Medical Misconception: Waiting To Go

Each month, we weigh in on a health and wellness myth and explain the real cause behind the malady.

This month’s misconception: Waiting to go to the bathroom isn’t harmful.

Everyone is guilty of waiting to use the bathroom at one time or another. Controlling our bladder is a necessity and completely normal, and so is the need to relieve ourselves to rid our bodies of unnecessary waste product. However, waiting too long to go can result in many health problems, some severe.

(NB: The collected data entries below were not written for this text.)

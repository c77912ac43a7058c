use beacon_core::StorageError;
use thiserror::Error;

#[derive(Debug, Clone, Error)]
pub enum UrlManagementError {
    #[error("invalid url: {0}")]
    InvalidUrl(String),
    #[error("url not found: {0}")]
    UrlNotFound(String),
    /// Every candidate code for this URL is owned by a different URL.
    #[error("no free short code for '{0}'")]
    ShortCodeCollision(String),
    #[error("persistence failure: {0}")]
    Persistence(#[from] StorageError),
}
use async_trait::async_trait;
use beacon_core::channel::{Binding, EnvelopeHandler, EventChannel};
use beacon_core::error::{ChannelError, ChannelResult, HandlerError};
use beacon_core::event::{DomainEvent, EventEnvelope};
use parking_lot::Mutex;
use std::collections::{HashMap, VecDeque};
use std::sync::Arc;
use tracing::{debug, error, warn};

struct Subscription {
    queue: String,
    binding: Binding,
    handler: Arc<dyn EnvelopeHandler>,
}

struct Broker {
    available: bool,
    published: Vec<EventEnvelope>,
    subscriptions: Vec<Subscription>,
    pending: HashMap<String, VecDeque<EventEnvelope>>,
}

impl Default for Broker {
    fn default() -> Self {
        Self {
            available: true,
            published: Vec::new(),
            subscriptions: Vec::new(),
            pending: HashMap::new(),
        }
    }
}

/// An in-process broker that delivers every message synchronously, inside
/// the `publish` call that produced it.
///
/// Handles created with [`for_service`](Self::for_service) share one broker,
/// so a url-management handle and an analytics handle talk to each other
/// exactly like two processes attached to the same exchange.
///
/// Failed deliveries stay pending on their queue until
/// [`redeliver_pending`](Self::redeliver_pending) is called, which models a
/// consumer restart.
#[derive(Clone)]
pub struct InMemoryEventChannel {
    service: String,
    broker: Arc<Mutex<Broker>>,
}

impl InMemoryEventChannel {
    pub fn new(service: impl Into<String>) -> Self {
        Self {
            service: service.into(),
            broker: Arc::new(Mutex::new(Broker::default())),
        }
    }

    /// A handle for another service attached to the same broker.
    pub fn for_service(&self, service: impl Into<String>) -> Self {
        Self {
            service: service.into(),
            broker: self.broker.clone(),
        }
    }

    pub fn service_name(&self) -> &str {
        &self.service
    }

    /// Simulates a broker outage (`false`) or recovery (`true`).
    pub fn set_available(&self, available: bool) {
        self.broker.lock().available = available;
    }

    /// Every envelope accepted by the broker, in publish order.
    pub fn published(&self) -> Vec<EventEnvelope> {
        self.broker.lock().published.clone()
    }

    /// Published envelopes of type `E`, decoded.
    pub fn published_events<E: DomainEvent>(&self) -> Vec<E> {
        self.published()
            .iter()
            .filter(|envelope| envelope.event_type == E::EVENT_TYPE)
            .filter_map(|envelope| envelope.decode::<E>().ok())
            .collect()
    }

    /// Number of unacknowledged messages across all queues.
    pub fn pending_count(&self) -> usize {
        self.broker.lock().pending.values().map(VecDeque::len).sum()
    }

    /// Redelivers every pending message once. Returns how many were
    /// acknowledged this time; the rest stay pending.
    pub async fn redeliver_pending(&self) -> usize {
        let batches: Vec<(String, Arc<dyn EnvelopeHandler>, Vec<EventEnvelope>)> = {
            let mut broker = self.broker.lock();
            let Broker {
                subscriptions,
                pending,
                ..
            } = &mut *broker;
            subscriptions
                .iter()
                .filter_map(|sub| {
                    let queued = pending.remove(&sub.queue)?;
                    Some((sub.queue.clone(), sub.handler.clone(), queued.into()))
                })
                .collect()
        };

        let mut acknowledged = 0;
        for (queue, handler, envelopes) in batches {
            for envelope in envelopes {
                if self.deliver(&queue, handler.as_ref(), envelope).await {
                    acknowledged += 1;
                }
            }
        }
        acknowledged
    }

    /// Returns `true` when the message is acknowledged.
    async fn deliver(
        &self,
        queue: &str,
        handler: &dyn EnvelopeHandler,
        envelope: EventEnvelope,
    ) -> bool {
        match handler.handle(&envelope).await {
            Ok(()) => {
                debug!(queue, event_type = %envelope.event_type, "message acknowledged");
                true
            }
            Err(HandlerError::Decode(err)) => {
                error!(queue, error = %err, "discarding undecodable message");
                true
            }
            Err(err) => {
                error!(queue, error = %err, "handler failed, message left pending");
                self.broker
                    .lock()
                    .pending
                    .entry(queue.to_owned())
                    .or_default()
                    .push_back(envelope);
                false
            }
        }
    }
}

#[async_trait]
impl EventChannel for InMemoryEventChannel {
    async fn connect(&self) -> ChannelResult<()> {
        if self.broker.lock().available {
            Ok(())
        } else {
            Err(ChannelError::BrokerUnavailable(
                "in-memory broker is offline".to_string(),
            ))
        }
    }

    async fn publish(&self, envelope: EventEnvelope) -> ChannelResult<()> {
        let targets: Vec<(String, Arc<dyn EnvelopeHandler>)> = {
            let mut broker = self.broker.lock();
            if !broker.available {
                return Err(ChannelError::BrokerUnavailable(
                    "in-memory broker is offline".to_string(),
                ));
            }
            broker.published.push(envelope.clone());
            broker
                .subscriptions
                .iter()
                .filter(|sub| sub.binding.routing_key == envelope.routing_key)
                .map(|sub| (sub.queue.clone(), sub.handler.clone()))
                .collect()
        };

        if targets.is_empty() {
            warn!(routing_key = %envelope.routing_key, "no queue bound, message dropped");
        }
        for (queue, handler) in targets {
            self.deliver(&queue, handler.as_ref(), envelope.clone())
                .await;
        }
        Ok(())
    }

    async fn subscribe(
        &self,
        binding: Binding,
        handler: Arc<dyn EnvelopeHandler>,
    ) -> ChannelResult<()> {
        let queue = binding.queue_name(&self.service);
        let mut broker = self.broker.lock();
        if !broker.available {
            return Err(ChannelError::BrokerUnavailable(
                "in-memory broker is offline".to_string(),
            ));
        }
        if broker.subscriptions.iter().any(|sub| sub.queue == queue) {
            return Err(ChannelError::Subscribe(format!(
                "queue '{queue}' already has a consumer"
            )));
        }
        debug!(queue = %queue, routing_key = %binding.routing_key, "queue bound");
        broker.subscriptions.push(Subscription {
            queue,
            binding,
            handler,
        });
        Ok(())
    }
}
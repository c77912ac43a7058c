//! `GET /stats/top?limit=N` and `GET /health`.

mod error;
mod handlers;
mod state;

pub use error::ApiError;
pub use handlers::TopQuery;
pub use state::AppState;

use axum::routing::get;
use axum::Router;
use tower_http::trace::TraceLayer;

pub fn router(state: AppState) -> Router {
    Router::new()
        .route("/health", get(handlers::health_handler))
        .route("/stats/top", get(handlers::top_urls_handler))
        .layer(TraceLayer::new_for_http())
        .with_state(state)
}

Waiting to go can cause a urinary tract infection (UTI). This occurs when bacteria present in urine build up in your bladder. Symptoms of a UTI include burning when you urinate; a frequent or intense urge to urinate (even though little comes out when you do); pain or pressure in your back or lower abdomen; and cloudy, dark, bloody or strange-smelling urine. UTIs also can lead to incontinence, where you may lose your ability to “wait to go.”

UTIs can eventually spread to your kidneys and lead to greater damage, such as the development of kidney stones. These solid crystals form in the kidney from excess sodium or calcium, and when they leave the body through the urinary tract, they can cause unbearable pain and nausea.

Cystitis is another health problem that can develop when you wait to go. Affecting mostly women, this occurs when the walls of the bladder become inflamed, resulting in pelvic pain, burning and/or pain when urinating, and urinating frequently.

Waiting to go can also cause your bladder muscles to over stretch, weakening your bladder, preventing it from emptying well and forcing you to make more trips to the bathroom.

But waiting to go problems don’t just have to do with urination. The rectum can develop problems if you consistently hold your bowel movements. The most common consequence is chronic constipation, which leads to bloating and abdominal pain.

The best words of advice to follow is “when you feel the need to go, you should go.”